This interactive video poem highlights the use of collage that is so central to Web work that one of the first Web browsers was called Mosaic. This artistic technique builds a whole out of parts, much like a Web browser assembles a coherent display document out of different kinds of electronic objects, often in different locations on a network. Formats like Flash or Quicktime produce an illusion of unity by mixing together multiple elements and packaging them for export as a single proprietary file.

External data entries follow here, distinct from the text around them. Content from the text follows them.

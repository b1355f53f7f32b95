// SPDX-License-Identifier: AGPL-3.0-only
// Copyright (C) 2024 Jonathan Lee
// This program is free software: you can redistribute it and/or modify
// it under the terms of the GNU Affero General Public License version 3
// as published by the Free Software Foundation.
// This program is distributed in the hope that it will be useful,
// but WITHOUT ANY WARRANTY; without even the implied warranty of
// MERCHANTABILITY or FITNESS FOR A PARTICULAR PURPOSE.
// See the GNU Affero General Public License for more details.
// You should have received a copy of the GNU Affero General Public License
// along with this program. If not, see https://www.gnu.org/licenses/.


//! Terminal rendering of chart reports.
//!
//! Only one chart is live at a time: a [`ChartSlot`] destroys whatever it holds before
//! drawing the replacement.

use lensa::{format_number, ChartReport, ChartType, NumberLocale};
use once_cell::sync::Lazy;
use regex::Regex;

const BAR_WIDTH: usize = 40;

static LINE_BREAK: Lazy<Regex> = Lazy::new(|| Regex::new(r"(?i)<br\s*/?>").unwrap());
static TAG: Lazy<Regex> = Lazy::new(|| Regex::new(r"<[^>]+>").unwrap());

/// Something that can draw a report and later destroy what it drew.
pub trait ChartSurface {
    type Handle;
    fn draw(&mut self, report: &ChartReport) -> Self::Handle;
    fn destroy(&mut self, handle: Self::Handle);
}

pub struct ChartSlot<S: ChartSurface> {
    surface: S,
    live: Option<S::Handle>,
}
impl<S: ChartSurface> ChartSlot<S> {
    pub fn new(surface: S) -> Self {
        Self {
            surface,
            live: None,
        }
    }
    pub fn replace(&mut self, report: &ChartReport) {
        self.teardown();
        let handle = self.surface.draw(report);
        self.live = Some(handle);
    }
    pub fn teardown(&mut self) {
        if let Some(handle) = self.live.take() {
            self.surface.destroy(handle);
        }
    }
    pub fn is_live(&self) -> bool {
        self.live.is_some()
    }
    pub fn surface(&self) -> &S {
        &self.surface
    }
}
impl<S: ChartSurface> Drop for ChartSlot<S> {
    fn drop(&mut self) {
        self.teardown();
    }
}

/// Horizontal bar rendering. Pie charts show each slice's share of the total.
pub struct TextChart {
    locale: NumberLocale,
    next_id: u64,
    frame: Option<(u64, String)>,
}
impl TextChart {
    pub fn new(locale: NumberLocale) -> Self {
        Self {
            locale,
            next_id: 0,
            frame: None,
        }
    }
    pub fn frame(&self) -> Option<&str> {
        self.frame.as_ref().map(|(_, text)| text.as_str())
    }
    fn render(&self, report: &ChartReport) -> String {
        let series = &report.series;
        let mut out = format!(
            "{} : {} by {}\n",
            report.chart_type.display_name(),
            report.y_column,
            report.x_column
        );
        if series.is_empty() {
            out.push_str("  (no data)\n");
            return out;
        }
        let label_width = series.labels.iter().map(|l| l.chars().count()).max().unwrap_or(0);
        let peak = series.values.iter().fold(0.0_f64, |m, v| m.max(v.abs()));
        let total = series.total();
        for (label, value) in series.iter() {
            let filled = if peak > 0.0 {
                ((value.abs() / peak) * BAR_WIDTH as f64).round() as usize
            } else {
                0
            };
            let figure = match report.chart_type {
                ChartType::Pie if total != 0.0 => format!(
                    "{}%",
                    format_number(Some(value / total * 100.0), &self.locale)
                ),
                _ => format_number(Some(value), &self.locale),
            };
            out.push_str(&format!(
                "  {label:<label_width$} | {}{} {figure}\n",
                "#".repeat(filled),
                " ".repeat(BAR_WIDTH - filled.min(BAR_WIDTH)),
            ));
        }
        out
    }
}
impl ChartSurface for TextChart {
    type Handle = u64;
    fn draw(&mut self, report: &ChartReport) -> u64 {
        self.next_id += 1;
        let text = self.render(report);
        tracing::debug!(chart = self.next_id, kind = %report.chart_type, "chart drawn");
        self.frame = Some((self.next_id, text));
        self.next_id
    }
    fn destroy(&mut self, handle: u64) {
        if matches!(self.frame, Some((id, _)) if id == handle) {
            tracing::debug!(chart = handle, "chart destroyed");
            self.frame = None;
        }
    }
}

/// Flattens the narration markup for a terminal.
pub fn plain_text(html: &str) -> String {
    let with_breaks = LINE_BREAK.replace_all(html, "\n");
    TAG.replace_all(&with_breaks, "").into_owned()
}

Miles shows the sutures in this 30 second looping Quicktime video by shaping the image as a roughly reassembled puzzle and by including four different sound tracks in four different locations. The music track is part of the original video, and its loudness can be controlled with the volume bar in the video window, but the voice recordings are loaded from a remote location and their loudness cannot be controlled. Since they play on an independent loop, they can be activated at any point in the 30 second video loop and continue to play uninterrupted when the video restarts. The lines of text in the video slowly float towards the left, but we can never read them completely because they restart at the end of the brief video loop, which is not enough to display the entire line. For that we need the vocal recordings, which enhance the sense that we are experiencing a work that is larger than its visual and aural dimensions.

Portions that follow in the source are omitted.